The standard therapy administered to patients with advanced esophageal cancer remains uniform, despite its two main histological subtypes, namely esophageal squamous cell carcinoma (SCC) and esophageal adenocarcinoma (AC), are being increasingly considered to be different. The identification of potential drug target genes between SCC and AC is crucial for more effective treatment of these diseases, given the high toxicity of chemotherapy and resistance to administered medications. Herein we attempted to identify and rank differentially expressed genes (DEGs) in SCC vs. AC using ensemble feature selection methods.
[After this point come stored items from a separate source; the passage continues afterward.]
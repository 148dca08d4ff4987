use super::*;

#[test]
fn init_tracing_falls_back_to_info_on_a_bad_filter() {
    // Safe to call more than once in the same process: a second
    // `tracing_subscriber::fmt().init()` call is a no-op past the first.
    init_tracing("not a valid filter ===");
}
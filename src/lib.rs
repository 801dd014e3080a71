pub mod api;
pub mod config;
pub mod infrastructure;
pub mod models;
pub mod services;
pub mod utils;

use crate::config::{GatewayConfig, UploadVariant};
use crate::services::storage::StorageService;
use crate::services::upload_service::UploadService;
use axum::{
    Router,
    extract::DefaultBodyLimit,
    middleware::from_fn,
    routing::{get, post},
};
use std::sync::Arc;
use utoipa::OpenApi;

#[derive(OpenApi)]
#[openapi(
    paths(
        api::handlers::upload::upload_single_file,
        api::handlers::health::health_check,
    ),
    components(
        schemas(
            models::SingleUploadResponse,
            models::StoredObject,
            models::PutObjectReceipt,
            models::ResponseMetadata,
            models::ErrorResponse,
            api::handlers::health::HealthResponse,
        )
    ),
    tags(
        (name = "upload", description = "Single-file upload to object storage"),
        (name = "system", description = "Service status")
    )
)]
pub struct SingleApiDoc;

#[derive(OpenApi)]
#[openapi(
    paths(
        api::handlers::upload::upload_files,
        api::handlers::health::health_check,
    ),
    components(
        schemas(
            models::BatchUploadResponse,
            models::ErrorResponse,
            api::handlers::health::HealthResponse,
        )
    ),
    tags(
        (name = "upload", description = "Batch upload to object storage"),
        (name = "system", description = "Service status")
    )
)]
pub struct BatchApiDoc;

#[derive(Clone)]
pub struct AppState {
    pub storage: Arc<dyn StorageService>,
    pub upload_service: Arc<UploadService>,
    pub config: GatewayConfig,
}

impl AppState {
    pub fn new(storage: Arc<dyn StorageService>, config: GatewayConfig) -> Self {
        let upload_service = Arc::new(UploadService::new(storage.clone(), &config));
        Self {
            storage,
            upload_service,
            config,
        }
    }
}

pub fn create_app(state: AppState) -> Router {
    let upload = match state.config.variant {
        UploadVariant::Single => post(api::handlers::upload::upload_single_file),
        UploadVariant::Batch => post(api::handlers::upload::upload_files),
    };

    Router::new()
        .route("/health", get(api::handlers::health::health_check))
        .route("/api-docs/openapi.json", get(api::handlers::docs::openapi_json))
        .route("/upload", upload)
        .layer(DefaultBodyLimit::max(state.config.max_body_size))
        .layer(from_fn(api::middleware::metrics::metrics_middleware))
        .layer(from_fn(api::middleware::request_id::request_id_middleware))
        .with_state(state)
}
RNA-seq data from The Cancer Genome Atlas and the Fudan-Taizhou Institute of Health Sciences (China). Six feature filters algorithms were used to identify DEGs. We built robust predictive models for histological subtypes with the random forest (RF) classification algorithm. Pathway analysis also be performed to investigate the functional role of genes. 294 informative DEGs (87 of them are newly discovered) have been identified. The areas under receiver operator curve (AUC) were higher than 99.5% for all feature selection (FS) methods. Nine genes (i.e., ERBB3, ATP7B, ABCC3, GALNT14, CLDN18, GUCY2C, FGFR4, KCNQ5, and CACNA1B) may play a key role in the development of more directed anticancer therapy for SCC and AC patients. The first four of them are drug targets for chemotherapy and immunotherapy of esophageal cancer and involved in pharmacokinetics and pharmacodynamics pathways. Research identified novel DEGs in SCC and AC, and detected four potential drug targeted genes (ERBB3, ATP7B, ABCC3, and GALNT14) and five drug-related genes.